● EXERCISE AIM
Show every line of the data where the word "format" can be found.

Dataset entries:
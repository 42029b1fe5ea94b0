//! Narrative Entity Miner
//!
//! Extracts, classifies and profiles the people, places, events, objects and
//! organizations of long-form prose, and stores the profiles in a vector store
//! for later retrieval.
//!
//! # Pipeline
//!
//! ```text
//! text ─► genre ─► entity extraction ─► per-entity profiling (bounded) ─► vector store
//! ```
//!
//! Every stage is one model call driven by a prompt template. Genre and
//! extraction failures abort the run; a failed profile only drops its entity.
//!
//! # Usage
//!
//! ```rust,ignore
//! use std::sync::Arc;
//! use entity_miner::{EntityMiningWorkflow, MinerConfig, MinerDeps, MemoryTemplateStore};
//! use entity_miner::testing::MockModel;
//!
//! let deps = MinerDeps::in_memory(
//!     Arc::new(MemoryTemplateStore::from_json_file("templates.json")?),
//!     Arc::new(MockModel::new()),
//! );
//! let workflow = EntityMiningWorkflow::new(&deps, MinerConfig::new("deepseek.v3-v1:0")).await?;
//!
//! let mined = workflow.mine(&text).await?;
//! workflow.save("alice-novel1", &mined.profiled_entities, &mined.genre, "novel1").await;
//! ```
//!
//! # Modules
//!
//! - [`traits`] - Collaborator abstractions (TemplateStore, ModelInvoker, VectorStore, Embedder, ...)
//! - [`types`] - Templates, entities, profiles, configuration
//! - [`pipeline`] - Parsing, prompt binding, stages, workflow, persistence
//! - [`handler`] - Event shapes, the upload guard and structured outcomes
//! - [`stores`] - In-memory, filesystem and Chroma implementations
//! - [`models`] - Hosted model invoker and embedder (requires `hosted` feature)
//! - [`testing`] - Mock implementations for testing

pub mod deps;
pub mod error;
pub mod handler;
pub mod models;
pub mod pipeline;
pub mod stores;
pub mod testing;
pub mod traits;
pub mod types;

// Re-export core types at crate root
pub use deps::MinerDeps;
pub use error::{MinerError, Result};
pub use handler::{handle_event, HandlerOutcome, MiningEvent, OutcomeStatus};
pub use pipeline::{collection_name, document_id, EntityMiningWorkflow, ProfileSink};
pub use traits::{
    blob_store::{BlobObject, BlobStore},
    embedder::Embedder,
    job_store::{JobRecord, JobStatus, JobStore},
    model::{InvocationRequest, ModelInvoker, RawResponse},
    template_store::TemplateStore,
    vector_store::{DocumentBatch, Metadata, VectorHit, VectorStore},
};
pub use types::{
    config::{MinerConfig, ProfilerSpec, SamplingParams},
    entity::{Category, EntityExtraction, ExtractedEntity, GenreResult, Significance},
    mined::{MinedResult, MiningStats},
    profile::{
        EntityProfile, EventProfile, LocationProfile, ObjectProfile, OrganizationProfile,
        PersonProfile,
    },
    template::{template_types, PromptTemplate, GLOBAL_SCOPE},
};

// Re-export stores
pub use stores::{
    ChromaVectorStore, FsBlobStore, MemoryBlobStore, MemoryJobStore, MemoryTemplateStore,
    MemoryVectorStore,
};

#[cfg(feature = "hosted")]
pub use models::{HostedEmbedder, HostedModel};
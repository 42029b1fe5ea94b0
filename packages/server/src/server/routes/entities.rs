//! Vector store access: similarity search and manual entries.

use axum::{
    extract::{Extension, Query},
    Json,
};
use chrono::Utc;
use entity_miner::{DocumentBatch, Metadata};
use serde::{Deserialize, Serialize};
use serde_json::Value;

use crate::server::{app::AppState, error::ApiError};

fn default_n_results() -> usize {
    3
}

#[derive(Debug, Deserialize)]
pub struct SimilarQuery {
    pub query_text: String,
    pub collection: String,
    #[serde(default = "default_n_results")]
    pub n_results: usize,
}

#[derive(Debug, Serialize)]
pub struct SimilarEntity {
    pub content: String,
    pub metadata: Metadata,
    pub distance: Option<f32>,
}

#[derive(Debug, Serialize)]
pub struct SimilarEntities {
    pub entities: Vec<SimilarEntity>,
}

#[derive(Debug, Deserialize)]
pub struct EntityAddRequest {
    pub collection: String,
    pub entity: String,
    pub description: String,
    pub key_relations: String,
    pub history: String,
}

#[derive(Debug, Serialize)]
pub struct EntityAdded {
    pub message: String,
    pub id: String,
}

pub async fn similar_entities_handler(
    Extension(state): Extension<AppState>,
    Query(query): Query<SimilarQuery>,
) -> Result<Json<SimilarEntities>, ApiError> {
    let hits = state
        .deps
        .vectors
        .query(&query.collection, &query.query_text, query.n_results)
        .await?;

    Ok(Json(SimilarEntities {
        entities: hits
            .into_iter()
            .map(|hit| SimilarEntity {
                content: hit.content,
                metadata: hit.metadata,
                distance: hit.distance,
            })
            .collect(),
    }))
}

/// Add a hand-written entity document.
pub async fn add_entity_handler(
    Extension(state): Extension<AppState>,
    Json(request): Json<EntityAddRequest>,
) -> Result<Json<EntityAdded>, ApiError> {
    if request.entity.trim().is_empty() {
        return Err(ApiError::BadRequest("entity is required".into()));
    }

    let document = format!(
        "{}: {}\nRelations: {}\nHistory: {}",
        request.entity, request.description, request.key_relations, request.history
    );
    let id = format!("{}-{}", request.entity, Utc::now().timestamp());

    let mut metadata = Metadata::new();
    metadata.insert("source".into(), Value::from("manual_entry"));
    metadata.insert("entity".into(), Value::from(request.entity.as_str()));

    let mut batch = DocumentBatch::new();
    batch.push(id.clone(), document, metadata);
    state.deps.vectors.add(&request.collection, batch).await?;

    Ok(Json(EntityAdded {
        message: "Entity added successfully".to_string(),
        id,
    }))
}
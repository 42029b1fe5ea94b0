use anyhow::{Context, Result};
use dotenvy::dotenv;
use std::env;

/// Application configuration loaded from environment variables
#[derive(Debug, Clone)]
pub struct Config {
    pub port: u16,
    pub llm_base_url: String,
    pub llm_api_key: Option<String>,
    pub model_id: String,
    /// Embedding model for the Chroma vector store
    pub embedding_model: String,
    /// JSON file of prompt template records
    pub templates_path: Option<String>,
    /// Root directory of the filesystem blob store
    pub blob_root: String,
    /// Chroma server; in-memory vector store when unset
    pub chroma_url: Option<String>,
    pub max_concurrent_profiles: usize,
    pub allowed_origins: Vec<String>,
}

impl Config {
    /// Load configuration from environment variables
    pub fn from_env() -> Result<Self> {
        // Load .env file if present (development)
        let _ = dotenv();

        Ok(Self {
            port: env::var("PORT")
                .unwrap_or_else(|_| "8080".to_string())
                .parse()
                .context("PORT must be a valid number")?,
            llm_base_url: env::var("LLM_BASE_URL").context("LLM_BASE_URL must be set")?,
            llm_api_key: env::var("LLM_API_KEY").ok().filter(|k| !k.is_empty()),
            model_id: env::var("MODEL_ID").context("MODEL_ID must be set")?,
            embedding_model: env::var("EMBEDDING_MODEL")
                .unwrap_or_else(|_| "text-embedding-3-small".to_string()),
            templates_path: env::var("TEMPLATES_PATH").ok(),
            blob_root: env::var("BLOB_ROOT").unwrap_or_else(|_| "./data/blobs".to_string()),
            chroma_url: env::var("CHROMA_URL").ok().filter(|u| !u.is_empty()),
            max_concurrent_profiles: env::var("MAX_CONCURRENT_PROFILES")
                .unwrap_or_else(|_| "10".to_string())
                .parse()
                .context("MAX_CONCURRENT_PROFILES must be a valid number")?,
            allowed_origins: parse_origins(&env::var("ALLOWED_ORIGINS").unwrap_or_default()),
        })
    }
}

/// Comma-separated origins; empty means any origin.
fn parse_origins(raw: &str) -> Vec<String> {
    raw.split(',')
        .map(str::trim)
        .filter(|o| !o.is_empty())
        .map(str::to_string)
        .collect()
}
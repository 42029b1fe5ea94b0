// HTTP routes
pub mod entities;
pub mod health;
pub mod mining;
pub mod story;
pub mod templates;

pub use entities::*;
pub use health::*;
pub use mining::*;
pub use story::*;
pub use templates::*;
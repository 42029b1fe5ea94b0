use axum::{extract::Extension, http::StatusCode, Json};
use serde::Serialize;

use crate::server::app::AppState;

#[derive(Serialize)]
pub struct HealthResponse {
    status: String,
    model_id: String,
}

/// Health check endpoint
pub async fn health_handler(
    Extension(state): Extension<AppState>,
) -> (StatusCode, Json<HealthResponse>) {
    (
        StatusCode::OK,
        Json(HealthResponse {
            status: "healthy".to_string(),
            model_id: state.miner_config.model_id.clone(),
        }),
    )
}
//! Typed prompt binding.
//!
//! Each stage declares the exact placeholders it can fill as a [`PromptParams`]
//! type. Templates are checked against that set when a workflow is built, so a
//! template asking for `{chapter}` fails at construction instead of halfway
//! through a run.
//!
//! Syntax: `{name}` is a placeholder, `{{` and `}}` are literal braces, and any
//! other brace group (inline JSON examples, say) is left as written.

use lazy_static::lazy_static;
use regex::Regex;
use std::marker::PhantomData;

use crate::error::{MinerError, Result};
use crate::types::template::PromptTemplate;

lazy_static! {
    static ref PLACEHOLDER: Regex =
        Regex::new(r"\{\{|\}\}|\{([A-Za-z_][A-Za-z0-9_]*)\}").unwrap();
}

/// A stage's parameter set.
pub trait PromptParams {
    /// Every placeholder this set can fill.
    const NAMES: &'static [&'static str];

    /// Value for a placeholder. `None` means "omit": lines that use only
    /// omitted placeholders are dropped, and elsewhere the placeholder
    /// renders as nothing.
    fn value(&self, name: &str) -> Option<&str>;
}

/// Marker for a stage's prompt, naming its parameter type.
pub trait PromptKind {
    type Params<'a>: PromptParams;

    fn names() -> &'static [&'static str] {
        <Self::Params<'static> as PromptParams>::NAMES
    }
}

/// Genre determination prompt.
#[derive(Debug, Clone, Copy)]
pub struct GenrePrompt;

impl PromptKind for GenrePrompt {
    type Params<'a> = GenreParams<'a>;
}

/// Entity extraction and classification prompt.
#[derive(Debug, Clone, Copy)]
pub struct ExtractionPrompt;

impl PromptKind for ExtractionPrompt {
    type Params<'a> = ExtractionParams<'a>;
}

/// Location, event, object and organization profiler prompts.
#[derive(Debug, Clone, Copy)]
pub struct ProfilePrompt;

impl PromptKind for ProfilePrompt {
    type Params<'a> = ProfileParams<'a>;
}

/// Person profiler prompt.
#[derive(Debug, Clone, Copy)]
pub struct PersonProfilePrompt;

impl PromptKind for PersonProfilePrompt {
    type Params<'a> = PersonProfileParams<'a>;
}

/// Genre stage: `{text}`.
#[derive(Debug, Clone, Copy)]
pub struct GenreParams<'a> {
    pub text: &'a str,
}

impl PromptParams for GenreParams<'_> {
    const NAMES: &'static [&'static str] = &["text"];

    fn value(&self, name: &str) -> Option<&str> {
        match name {
            "text" => Some(self.text),
            _ => None,
        }
    }
}

/// Extraction stage: `{genre}`, `{text}`.
#[derive(Debug, Clone, Copy)]
pub struct ExtractionParams<'a> {
    pub genre: &'a str,
    pub text: &'a str,
}

impl PromptParams for ExtractionParams<'_> {
    const NAMES: &'static [&'static str] = &["genre", "text"];

    fn value(&self, name: &str) -> Option<&str> {
        match name {
            "genre" => Some(self.genre),
            "text" => Some(self.text),
            _ => None,
        }
    }
}

/// Non-person profilers: `{entity_name}`, `{genre}`, `{text}`.
#[derive(Debug, Clone, Copy)]
pub struct ProfileParams<'a> {
    pub entity_name: &'a str,
    pub genre: &'a str,
    pub text: &'a str,
}

impl PromptParams for ProfileParams<'_> {
    const NAMES: &'static [&'static str] = &["entity_name", "genre", "text"];

    fn value(&self, name: &str) -> Option<&str> {
        match name {
            "entity_name" => Some(self.entity_name),
            "genre" => Some(self.genre),
            "text" => Some(self.text),
            _ => None,
        }
    }
}

/// Person profiler: the profile set plus `{significance}`.
///
/// Minor persons pass `significance: None`, which renders the reduced prompt.
#[derive(Debug, Clone, Copy)]
pub struct PersonProfileParams<'a> {
    pub entity_name: &'a str,
    pub genre: &'a str,
    pub text: &'a str,
    pub significance: Option<&'a str>,
}

impl PromptParams for PersonProfileParams<'_> {
    const NAMES: &'static [&'static str] = &["entity_name", "genre", "text", "significance"];

    fn value(&self, name: &str) -> Option<&str> {
        match name {
            "entity_name" => Some(self.entity_name),
            "genre" => Some(self.genre),
            "text" => Some(self.text),
            "significance" => self.significance,
            _ => None,
        }
    }
}

/// A template checked against a stage's parameter set.
#[derive(Debug, Clone)]
pub struct BoundPrompt<K> {
    label: String,
    system_prompt: String,
    instruction_prompt: String,
    _kind: PhantomData<K>,
}

impl<K: PromptKind> BoundPrompt<K> {
    /// Bind a complete template. Placeholders the stage cannot fill are a
    /// configuration error.
    pub fn bind(label: impl Into<String>, template: &PromptTemplate) -> Result<Self> {
        let label = label.into();

        if let Some(unknown) = placeholders(&template.instruction_prompt)
            .find(|name| !K::names().contains(name))
        {
            return Err(MinerError::Configuration(format!(
                "template for {} uses unknown placeholder {{{}}} (expected one of {:?})",
                label,
                unknown,
                K::names()
            )));
        }

        Ok(Self {
            label,
            system_prompt: template.system_prompt.clone(),
            instruction_prompt: template.instruction_prompt.clone(),
            _kind: PhantomData,
        })
    }

    pub fn label(&self) -> &str {
        &self.label
    }

    pub fn system_prompt(&self) -> &str {
        &self.system_prompt
    }

    /// Substitute parameters into the instruction prompt.
    ///
    /// A line whose placeholders are all omitted is dropped. On a line that
    /// also carries filled placeholders, an omitted one renders as nothing
    /// and takes one adjoining space with it.
    pub fn render(&self, params: &K::Params<'_>) -> String {
        let mut rendered = String::with_capacity(self.instruction_prompt.len());

        for line in self.instruction_prompt.split_inclusive('\n') {
            let mut names = placeholders(line).peekable();
            if names.peek().is_some() && names.all(|name| params.value(name).is_none()) {
                continue;
            }
            render_line(line, params, &mut rendered);
        }

        rendered
    }
}

fn render_line<P: PromptParams>(line: &str, params: &P, out: &mut String) {
    let mut last = 0;
    for caps in PLACEHOLDER.captures_iter(line) {
        let whole = caps.get(0).map_or(0..0, |m| m.range());
        out.push_str(&line[last..whole.start]);
        last = whole.end;

        match caps.get(1) {
            Some(name) => match params.value(name.as_str()) {
                Some(value) => out.push_str(value),
                None => {
                    if out.ends_with(' ') && line[last..].starts_with(' ') {
                        out.pop();
                    }
                }
            },
            None if &caps[0] == "{{" => out.push('{'),
            None => out.push('}'),
        }
    }
    out.push_str(&line[last..]);
}

/// A stage's prompt as fetched at construction: bound, or missing.
///
/// Missing is only an error once the stage actually runs.
#[derive(Debug, Clone)]
pub struct StagePrompt<K> {
    label: String,
    bound: Option<BoundPrompt<K>>,
}

impl<K: PromptKind> StagePrompt<K> {
    /// Prepare a stage prompt from an optional template.
    ///
    /// Absent or incomplete templates are accepted here; templates with
    /// unknown placeholders are not.
    pub fn prepare(label: impl Into<String>, template: Option<&PromptTemplate>) -> Result<Self> {
        let label = label.into();
        let bound = match template {
            Some(t) if t.is_complete() => Some(BoundPrompt::bind(label.clone(), t)?),
            _ => None,
        };
        Ok(Self { label, bound })
    }

    pub fn label(&self) -> &str {
        &self.label
    }

    pub fn is_ready(&self) -> bool {
        self.bound.is_some()
    }

    /// The bound prompt, or the configuration error a stage reports.
    pub fn require(&self) -> Result<&BoundPrompt<K>> {
        self.bound.as_ref().ok_or_else(|| {
            MinerError::Configuration(format!(
                "missing prompts for {}: system_prompt_template or instruction_prompt_template is empty",
                self.label
            ))
        })
    }
}

fn placeholders(text: &str) -> impl Iterator<Item = &str> {
    PLACEHOLDER
        .captures_iter(text)
        .filter_map(|caps| caps.get(1).map(|m| m.as_str()))
}

#[cfg(test)]
mod tests {
    use super::*;

    fn template(instruction: &str) -> PromptTemplate {
        PromptTemplate::global("t", "You are a literary analyst.", instruction)
    }

    #[test]
    fn test_render_substitutes_placeholders() {
        let prompt =
            BoundPrompt::<ExtractionPrompt>::bind("extraction", &template("Genre: {genre}\n\n{text}"))
                .unwrap();
        let rendered = prompt.render(&ExtractionParams {
            genre: "High Fantasy",
            text: "Balasar rose.",
        });
        assert_eq!(rendered, "Genre: High Fantasy\n\nBalasar rose.");
    }

    #[test]
    fn test_escaped_braces_and_inline_json() {
        let prompt = BoundPrompt::<GenrePrompt>::bind(
            "genre",
            &template("Answer as {{\"genre\": ...}}\nExample: {\"genre\": \"Noir\"}\n{text}"),
        )
        .unwrap();
        let rendered = prompt.render(&GenreParams { text: "T" });
        assert_eq!(
            rendered,
            "Answer as {\"genre\": ...}\nExample: {\"genre\": \"Noir\"}\nT"
        );
    }

    #[test]
    fn test_unknown_placeholder_fails_binding() {
        let err = BoundPrompt::<GenrePrompt>::bind("genre", &template("{text} in {chapter}"))
            .unwrap_err();
        assert!(matches!(err, MinerError::Configuration(ref m) if m.contains("{chapter}")));
    }

    #[test]
    fn test_significance_only_allowed_for_persons() {
        let t = template("Profile {entity_name} ({significance})");
        assert!(BoundPrompt::<ProfilePrompt>::bind("location_profile", &t).is_err());
        assert!(BoundPrompt::<PersonProfilePrompt>::bind("person_profile", &t).is_ok());
    }

    #[test]
    fn test_missing_significance_drops_its_lines() {
        let prompt = BoundPrompt::<PersonProfilePrompt>::bind(
            "person_profile",
            &template("Profile {entity_name}.\nThey are a {significance} character.\n{text}"),
        )
        .unwrap();

        let full = prompt.render(&PersonProfileParams {
            entity_name: "Balasar",
            genre: "Fantasy",
            text: "T",
            significance: Some("Major"),
        });
        assert_eq!(full, "Profile Balasar.\nThey are a Major character.\nT");

        let reduced = prompt.render(&PersonProfileParams {
            entity_name: "Shalash",
            genre: "Fantasy",
            text: "T",
            significance: None,
        });
        assert_eq!(reduced, "Profile Shalash.\nT");
    }

    #[test]
    fn test_missing_significance_on_a_shared_line_keeps_the_line() {
        let prompt = BoundPrompt::<PersonProfilePrompt>::bind(
            "person_profile",
            &template("Profile {entity_name}, a {significance} character in this {genre} text: {text}"),
        )
        .unwrap();

        let reduced = prompt.render(&PersonProfileParams {
            entity_name: "Shalash",
            genre: "Fantasy",
            text: "T",
            significance: None,
        });
        assert_eq!(reduced, "Profile Shalash, a character in this Fantasy text: T");
    }

    #[test]
    fn test_values_are_not_reinterpreted() {
        let prompt = BoundPrompt::<GenrePrompt>::bind("genre", &template("<<{text}>>")).unwrap();
        let rendered = prompt.render(&GenreParams { text: "$1 {genre} }}" });
        assert_eq!(rendered, "<<$1 {genre} }}>>");
    }

    #[test]
    fn test_missing_template_fails_on_require() {
        let stage = StagePrompt::<GenrePrompt>::prepare("genre_determination", None).unwrap();
        assert!(!stage.is_ready());
        let err = stage.require().unwrap_err();
        assert!(matches!(err, MinerError::Configuration(ref m) if m.contains("missing prompts for genre_determination")));
    }

    #[test]
    fn test_incomplete_template_is_not_ready() {
        let t = PromptTemplate::global("t", "", "{text}");
        let stage = StagePrompt::<GenrePrompt>::prepare("genre_determination", Some(&t)).unwrap();
        assert!(stage.require().is_err());
    }
}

● RESULT FOR THIS TASK
    let document = format!(
    let id = format!("{}-{}", request.entity, Utc::now().timestamp());
            return Err(MinerError::Configuration(format!(
            MinerError::Configuration(format!(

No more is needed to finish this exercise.